An in vitro approach to investigate medicinal chemical synthesis by three herbal plants

Abstract

Ever since regulatory changes introduced herbals into mainstream supermarkets and pharmacies, there has been an explosion of demand for herbal plants and extracts which can be used to improve human health and well being. Science still lacks a basic mechanistic understanding of how environmental triggers regulate phytochemical accumulation, but this gap can be bridged using in vitro models to examine herbal species responses. For St. John's wort (Hypericum perforatum), uniform in vitro shoot cultures were set up as a parallel to a previously established sand culture system for investigation of physical and chemical environmental factors that control hypericin accumulation.
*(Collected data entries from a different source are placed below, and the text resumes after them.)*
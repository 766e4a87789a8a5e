//! Per-tier quota policy.
//!
//! A tier is either completely unmetered or carries a list of default
//! limits used when a route declares none. Unknown tiers get the baseline
//! tier's limits.

use std::collections::BTreeMap;

use serde::{Deserialize, Serialize};
use tracing::debug;

use crate::error::{Result, TollgateError};
use crate::ratelimit::{parse_limits, LimitConfig, LimitDeclaration};

use super::resolver::{normalize_tier, ANONYMOUS, ENTERPRISE, FREE, PRO};

/// Declared policy for one tier.
#[derive(Debug, Clone, Default, PartialEq, Eq, Serialize, Deserialize)]
pub struct TierDefinition {
    /// Skip rate limiting entirely for this tier
    #[serde(default)]
    pub unlimited: bool,
    /// Limits applied when a route declares none
    #[serde(default)]
    pub limits: Vec<LimitDeclaration>,
}

impl TierDefinition {
    pub fn unlimited() -> Self {
        Self {
            unlimited: true,
            limits: Vec::new(),
        }
    }

    pub fn with_limits(limits: Vec<LimitDeclaration>) -> Self {
        Self {
            unlimited: false,
            limits,
        }
    }
}

/// Built-in tier table.
pub fn default_tiers() -> BTreeMap<String, TierDefinition> {
    let per_minute = |attempts| LimitDeclaration {
        attempts,
        per_minutes: Some(1),
        ..LimitDeclaration::default()
    };
    let per_hour = |attempts| LimitDeclaration {
        attempts,
        per_hours: Some(1),
        ..LimitDeclaration::default()
    };

    BTreeMap::from([
        (
            ANONYMOUS.to_string(),
            TierDefinition::with_limits(vec![per_minute(30)]),
        ),
        (
            FREE.to_string(),
            TierDefinition::with_limits(vec![per_minute(60), per_hour(1_000)]),
        ),
        (
            PRO.to_string(),
            TierDefinition::with_limits(vec![per_minute(300), per_hour(10_000)]),
        ),
        (ENTERPRISE.to_string(), TierDefinition::unlimited()),
    ])
}

#[derive(Debug, Clone)]
struct TierPolicy {
    unlimited: bool,
    limits: Vec<LimitConfig>,
}

/// Answers which tiers are unmetered and what their default limits are.
#[derive(Debug, Clone)]
pub struct TierManager {
    tiers: BTreeMap<String, TierPolicy>,
    baseline: String,
}

impl TierManager {
    /// Validate `definitions` into a manager. `baseline` names the tier whose
    /// limits apply to tiers that are not defined.
    pub fn new(definitions: &BTreeMap<String, TierDefinition>, baseline: &str) -> Result<Self> {
        let mut tiers = BTreeMap::new();
        for (name, definition) in definitions {
            let limits = parse_limits(definition.limits.clone())
                .map_err(|e| TollgateError::Config(format!("tier '{}': {}", name, e)))?;
            tiers.insert(
                normalize_tier(name),
                TierPolicy {
                    unlimited: definition.unlimited,
                    limits,
                },
            );
        }

        let baseline = normalize_tier(baseline);
        if !tiers.contains_key(&baseline) {
            return Err(TollgateError::Config(format!(
                "baseline tier '{}' is not defined",
                baseline
            )));
        }

        Ok(Self { tiers, baseline })
    }

    /// Whether requests in `tier` bypass rate limiting altogether.
    pub fn is_completely_unlimited(&self, tier: &str) -> bool {
        self.tiers
            .get(&normalize_tier(tier))
            .map(|policy| policy.unlimited)
            .unwrap_or(false)
    }

    /// Default limits for `tier`, falling back to the baseline tier.
    pub fn create_default_limits(&self, tier: &str) -> Vec<LimitConfig> {
        let tier = normalize_tier(tier);
        let policy = match self.tiers.get(&tier) {
            Some(policy) => policy,
            None => {
                debug!(tier = %tier, baseline = %self.baseline, "Unknown tier, using baseline limits");
                &self.tiers[&self.baseline]
            }
        };

        if policy.unlimited {
            return Vec::new();
        }
        policy.limits.clone()
    }

    pub fn has_tier(&self, tier: &str) -> bool {
        self.tiers.contains_key(&normalize_tier(tier))
    }

    /// Defined tier names in sorted order.
    pub fn tier_names(&self) -> Vec<&str> {
        self.tiers.keys().map(String::as_str).collect()
    }

    pub fn baseline(&self) -> &str {
        &self.baseline
    }
}

impl Default for TierManager {
    fn default() -> Self {
        let tiers = default_tiers()
            .into_iter()
            .map(|(name, definition)| {
                let limits = definition
                    .limits
                    .into_iter()
                    .filter_map(|declaration| declaration.into_limit().ok())
                    .collect();
                (
                    name,
                    TierPolicy {
                        unlimited: definition.unlimited,
                        limits,
                    },
                )
            })
            .collect();

        Self {
            tiers,
            baseline: FREE.to_string(),
        }
    }
}
//! Project activity heuristics.
//!
//! Combines filesystem recency, version-control activity, build artifacts,
//! and test coverage into an activity classification, a suggested completion
//! percentage, and a confidence score. The analysis is read-only and never
//! fails: an unreadable or absent root yields the stale zero-signal report.

use crate::config::Config;
use crate::types::ActivityLevel;
use crate::vcs::{repository_marker, GitCli, VcsProbe};
use crate::walk::walk_files;
use serde::{Deserialize, Serialize};
use std::path::Path;
use std::time::{Duration, SystemTime};

const DAY: Duration = Duration::from_secs(86_400);

/// Filenames that count as a README when scoring confidence.
const README_NAMES: &[&str] = &["README.md", "README.rst", "README.txt", "README"];

// ---------------------------------------------------------------------------
// ActivityReport
// ---------------------------------------------------------------------------

/// Result of one activity analysis. Constructed fresh per call and never
/// mutated afterwards; callers own it outright.
///
/// `suggested_progress` is a heuristic opinion in `[0, 100]`, `confidence`
/// is clamped to `[0.0, 1.0]`, and `insights` is an ordered list of
/// human-readable strings rendered verbatim into generated documents.
#[derive(Debug, Clone, PartialEq, Serialize, Deserialize)]
pub struct ActivityReport {
    pub level: ActivityLevel,
    pub suggested_progress: u32,
    pub confidence: f64,
    pub insights: Vec<String>,
}

/// Transient sample of recent file modifications under a project root.
#[derive(Debug, Clone, Copy, PartialEq, Eq)]
pub struct FileActivitySample {
    pub recent_file_count: usize,
    pub average_age: Duration,
}

// ---------------------------------------------------------------------------
// ActivityAnalyzer
// ---------------------------------------------------------------------------

pub struct ActivityAnalyzer {
    config: Config,
}

impl ActivityAnalyzer {
    pub fn new(config: Config) -> Self {
        Self { config }
    }

    /// Analyze `root` using the external git binary as the version-control
    /// probe.
    pub fn analyze(&self, root: &Path) -> ActivityReport {
        let probe = GitCli::new(
            root,
            Duration::from_secs(self.config.activity.git_timeout_secs),
        );
        self.analyze_with_probe(root, &probe)
    }

    /// Analyze `root` with an injected probe. Signals accumulate in a fixed
    /// order: file recency, commit activity, working-tree dirtiness, build
    /// artifacts, test coverage. The insight list follows the same order.
    pub fn analyze_with_probe(&self, root: &Path, probe: &dyn VcsProbe) -> ActivityReport {
        let mut insights = Vec::new();

        let sample = self.sample_file_activity(root);
        let (level, mut progress) = if sample.recent_file_count > 5 {
            insights.push("High file modification activity detected".to_string());
            (
                ActivityLevel::Active,
                (sample.recent_file_count as u32 * 10).min(50),
            )
        } else if sample.recent_file_count > 0 {
            insights.push("Moderate development activity".to_string());
            (
                ActivityLevel::Moderate,
                (sample.recent_file_count as u32 * 5).min(25),
            )
        } else {
            insights.push("No recent activity detected".to_string());
            (ActivityLevel::Stale, 0)
        };

        // Version-control signal only applies inside a repository; a missing
        // marker is not a failure, just zero contribution.
        if repository_marker(root) {
            let window = Duration::from_secs(u64::from(self.config.activity.commit_window_days) * 86_400);
            if let Some(count) = probe.commits_since(window) {
                if count > 0 {
                    bump(&mut progress, (count * 5).min(30));
                    let weeks = (self.config.activity.commit_window_days / 7).max(1);
                    insights.push(format!(
                        "Recent git activity: {count} commits in last {weeks} weeks"
                    ));
                }
            }
            if probe.has_uncommitted_changes() == Some(true) {
                bump(&mut progress, 10);
                insights.push("Uncommitted changes detected".to_string());
            }
        }

        if self.has_build_artifacts(root) {
            bump(&mut progress, 20);
            insights.push("Build artifacts detected - project may be deployable".to_string());
        }

        let coverage = self.estimate_test_coverage(root);
        if coverage > 0 {
            bump(&mut progress, coverage / 5);
            insights.push("Test coverage detected".to_string());
        }

        let confidence = self.score_confidence(root, &sample);

        ActivityReport {
            level,
            suggested_progress: progress,
            confidence,
            insights,
        }
    }

    /// Count regular files modified within the recency window and their mean
    /// age. Skip rules are shared with every other walk.
    fn sample_file_activity(&self, root: &Path) -> FileActivitySample {
        let window = Duration::from_secs(u64::from(self.config.activity.recent_window_days) * 86_400);
        let now = SystemTime::now();
        let mut count = 0usize;
        let mut total_age = Duration::ZERO;

        walk_files(root, &self.config.scan.skip_dirs, &mut |_path, meta| {
            let Ok(modified) = meta.modified() else {
                return;
            };
            // Clock skew can put mtimes in the future; treat those as brand new.
            let age = now.duration_since(modified).unwrap_or(Duration::ZERO);
            if age <= window {
                count += 1;
                total_age += age;
            }
        });

        let average_age = if count > 0 {
            total_age / count as u32
        } else {
            Duration::ZERO
        };
        FileActivitySample {
            recent_file_count: count,
            average_age,
        }
    }

    fn has_build_artifacts(&self, root: &Path) -> bool {
        self.config
            .activity
            .build_indicators
            .iter()
            .any(|indicator| root.join(indicator).exists())
    }

    /// Share of source files whose name contains "test", as an integer
    /// percentage. Zero when no source files are found.
    fn estimate_test_coverage(&self, root: &Path) -> u32 {
        let mut source_files = 0u32;
        let mut test_files = 0u32;
        let extensions = &self.config.scan.source_extensions;

        walk_files(root, &self.config.scan.skip_dirs, &mut |path, _meta| {
            let Some(ext) = path.extension().and_then(|e| e.to_str()) else {
                return;
            };
            if !extensions.iter().any(|e| e.eq_ignore_ascii_case(ext)) {
                return;
            }
            source_files += 1;
            let is_test = path
                .file_name()
                .and_then(|n| n.to_str())
                .is_some_and(|n| n.to_ascii_lowercase().contains("test"));
            if is_test {
                test_files += 1;
            }
        });

        if source_files > 0 {
            test_files * 100 / source_files
        } else {
            0
        }
    }

    /// Confidence starts at 0.5 and grows with data availability. The age
    /// bonus only applies when recent files exist, so an empty directory
    /// stays at the baseline.
    fn score_confidence(&self, root: &Path, sample: &FileActivitySample) -> f64 {
        let mut confidence: f64 = 0.5;
        if sample.recent_file_count > 0 {
            confidence += 0.2;
            if sample.average_age < DAY {
                confidence += 0.2;
            } else if sample.average_age < 7 * DAY {
                confidence += 0.1;
            }
        }
        if README_NAMES.iter().any(|name| root.join(name).is_file()) {
            confidence += 0.1;
        }
        confidence.min(1.0)
    }
}

/// Add `boost` to `progress`, clamping to 100. Applied after every additive
/// step so no intermediate value can leave the contract range.
fn bump(progress: &mut u32, boost: u32) {
    *progress = (*progress + boost).min(100);
}

// ---------------------------------------------------------------------------
// Tests
// ---------------------------------------------------------------------------
//! Technology detection from project manifests.

use crate::types::{TechKind, Technology};
use serde::Deserialize;
use std::collections::BTreeMap;
use std::path::Path;

/// npm packages reported as frameworks rather than plain dependencies.
const NODE_FRAMEWORKS: &[&str] = &[
    "next",
    "react",
    "vue",
    "@angular/core",
    "express",
    "nestjs",
    "svelte",
];

/// Plain dependencies reported per manifest, beyond frameworks.
const DEPENDENCY_LIMIT: usize = 10;

// BTreeMap keeps dependency order stable across runs.
#[derive(Debug, Default, Deserialize)]
struct PackageJson {
    #[serde(default)]
    dependencies: BTreeMap<String, String>,
}

/// Detect runtimes, frameworks, and dependencies from the manifests present
/// at `root`. Unreadable or malformed manifests contribute nothing.
pub fn detect_technologies(root: &Path) -> Vec<Technology> {
    let mut techs = Vec::new();
    detect_node(root, &mut techs);
    detect_python(root, &mut techs);
    detect_go(root, &mut techs);
    detect_rust(root, &mut techs);
    techs
}

fn detect_node(root: &Path, techs: &mut Vec<Technology>) {
    let Ok(content) = std::fs::read_to_string(root.join("package.json")) else {
        return;
    };
    let Ok(pkg) = serde_json::from_str::<PackageJson>(&content) else {
        tracing::debug!(path = %root.display(), "malformed package.json, skipping");
        return;
    };

    techs.push(runtime("Node.js", "package.json"));

    for (name, version) in &pkg.dependencies {
        if NODE_FRAMEWORKS.contains(&name.as_str()) {
            techs.push(Technology {
                kind: TechKind::Framework,
                name: name.clone(),
                version: Some(trim_semver_prefix(version)),
                detected_from: "package.json".to_string(),
            });
        }
    }

    let mut plain = 0;
    for (name, version) in &pkg.dependencies {
        if NODE_FRAMEWORKS.contains(&name.as_str()) {
            continue;
        }
        if plain == DEPENDENCY_LIMIT {
            break;
        }
        techs.push(Technology {
            kind: TechKind::Dependency,
            name: name.clone(),
            version: Some(trim_semver_prefix(version)),
            detected_from: "package.json".to_string(),
        });
        plain += 1;
    }
}

fn detect_python(root: &Path, techs: &mut Vec<Technology>) {
    let Ok(content) = std::fs::read_to_string(root.join("requirements.txt")) else {
        return;
    };

    techs.push(runtime("Python", "requirements.txt"));

    for line in content.lines() {
        let line = line.trim();
        if line.is_empty() || line.starts_with('#') {
            continue;
        }
        let (name, version) = match line.split_once("==") {
            Some((name, version)) => (name.trim(), Some(version.trim().to_string())),
            None => (line, None),
        };
        techs.push(Technology {
            kind: TechKind::Dependency,
            name: name.to_string(),
            version,
            detected_from: "requirements.txt".to_string(),
        });
    }
}

fn detect_go(root: &Path, techs: &mut Vec<Technology>) {
    let Ok(content) = std::fs::read_to_string(root.join("go.mod")) else {
        return;
    };

    let version = content.lines().find_map(|line| {
        line.trim()
            .strip_prefix("go ")
            .map(|v| v.trim().to_string())
    });
    techs.push(Technology {
        kind: TechKind::Runtime,
        name: "Go".to_string(),
        version,
        detected_from: "go.mod".to_string(),
    });
}

fn detect_rust(root: &Path, techs: &mut Vec<Technology>) {
    let Ok(content) = std::fs::read_to_string(root.join("Cargo.toml")) else {
        return;
    };

    let edition = content.lines().find_map(|line| {
        let line = line.trim();
        let rest = line.strip_prefix("edition")?.trim_start();
        let value = rest.strip_prefix('=')?.trim();
        Some(value.trim_matches('"').to_string())
    });
    techs.push(Technology {
        kind: TechKind::Runtime,
        name: "Rust".to_string(),
        version: edition,
        detected_from: "Cargo.toml".to_string(),
    });
}

fn runtime(name: &str, detected_from: &str) -> Technology {
    Technology {
        kind: TechKind::Runtime,
        name: name.to_string(),
        version: None,
        detected_from: detected_from.to_string(),
    }
}

fn trim_semver_prefix(version: &str) -> String {
    version.trim_start_matches(['^', '~']).to_string()
}

// ---------------------------------------------------------------------------
// Tests
// ---------------------------------------------------------------------------

#[cfg(test)]
mod tests {
    use super::*;
    use tempfile::TempDir;

    #[test]
    fn node_manifest_yields_runtime_frameworks_and_dependencies() {
        let dir = TempDir::new().unwrap();
        std::fs::write(
            dir.path().join("package.json"),
            r#"{
                "name": "demo",
                "dependencies": {
                    "react": "^18.2.0",
                    "lodash": "~4.17.21",
                    "axios": "1.6.0"
                }
            }"#,
        )
        .unwrap();

        let techs = detect_technologies(dir.path());
        assert_eq!(techs[0].name, "Node.js");
        assert_eq!(techs[0].kind, TechKind::Runtime);

        let react = techs.iter().find(|t| t.name == "react").unwrap();
        assert_eq!(react.kind, TechKind::Framework);
        assert_eq!(react.version.as_deref(), Some("18.2.0"));

        let lodash = techs.iter().find(|t| t.name == "lodash").unwrap();
        assert_eq!(lodash.kind, TechKind::Dependency);
        assert_eq!(lodash.version.as_deref(), Some("4.17.21"));
    }

    #[test]
    fn node_plain_dependencies_are_capped() {
        let dir = TempDir::new().unwrap();
        let deps: Vec<String> = (0..15).map(|i| format!("\"dep{i:02}\": \"1.0.0\"")).collect();
        std::fs::write(
            dir.path().join("package.json"),
            format!("{{\"dependencies\": {{{}}}}}", deps.join(", ")),
        )
        .unwrap();

        let techs = detect_technologies(dir.path());
        let plain = techs
            .iter()
            .filter(|t| t.kind == TechKind::Dependency)
            .count();
        assert_eq!(plain, DEPENDENCY_LIMIT);
    }

    #[test]
    fn malformed_package_json_contributes_nothing() {
        let dir = TempDir::new().unwrap();
        std::fs::write(dir.path().join("package.json"), "{not json").unwrap();
        assert!(detect_technologies(dir.path()).is_empty());
    }

    #[test]
    fn python_requirements_parse_pins_and_bare_names() {
        let dir = TempDir::new().unwrap();
        std::fs::write(
            dir.path().join("requirements.txt"),
            "# comment\nflask==3.0.0\nrequests\n\n",
        )
        .unwrap();

        let techs = detect_technologies(dir.path());
        assert_eq!(techs[0].name, "Python");
        let flask = techs.iter().find(|t| t.name == "flask").unwrap();
        assert_eq!(flask.version.as_deref(), Some("3.0.0"));
        let requests = techs.iter().find(|t| t.name == "requests").unwrap();
        assert_eq!(requests.version, None);
    }

    #[test]
    fn go_module_reports_language_version() {
        let dir = TempDir::new().unwrap();
        std::fs::write(
            dir.path().join("go.mod"),
            "module example.com/demo\n\ngo 1.22\n",
        )
        .unwrap();

        let techs = detect_technologies(dir.path());
        assert_eq!(techs.len(), 1);
        assert_eq!(techs[0].name, "Go");
        assert_eq!(techs[0].version.as_deref(), Some("1.22"));
    }

    #[test]
    fn cargo_manifest_reports_edition() {
        let dir = TempDir::new().unwrap();
        std::fs::write(
            dir.path().join("Cargo.toml"),
            "[package]\nname = \"demo\"\nedition = \"2021\"\n",
        )
        .unwrap();

        let techs = detect_technologies(dir.path());
        assert_eq!(techs.len(), 1);
        assert_eq!(techs[0].name, "Rust");
        assert_eq!(techs[0].version.as_deref(), Some("2021"));
    }

    #[test]
    fn empty_directory_detects_nothing() {
        let dir = TempDir::new().unwrap();
        assert!(detect_technologies(dir.path()).is_empty());
    }
}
Cytokinin supplementation of shoot culture medium resulted in a proliferation of abundant leaf glands with enhanced levels of hypericin, as compared to controls. Cell cultures of echinacea (Echinacea angustifolia) were established, and hydrophilic pharmacological components (caffeic acid derivatives) were detected. A protocol of rigorous explant pretreatment, and use of newly emerging vegetative shoots permitted establishment of axenic kava (Piper methysticum) callus, which was used to regenerate roots (organogenesis). Kavapyrone synthesis was achieved in both undifferentiated cell cultures and in cultured roots, although at lower levels than found in in vivo root systems. The predominance of kavain and methysticin in both forms of the in vitro cultures was parallel to the relative proportions from kava roots in vivo. The cell and organ cultures of all three herbal medicinals provide advantageous, easily-manipulated models to decipher environmental controls of phytochemical biosynthesis.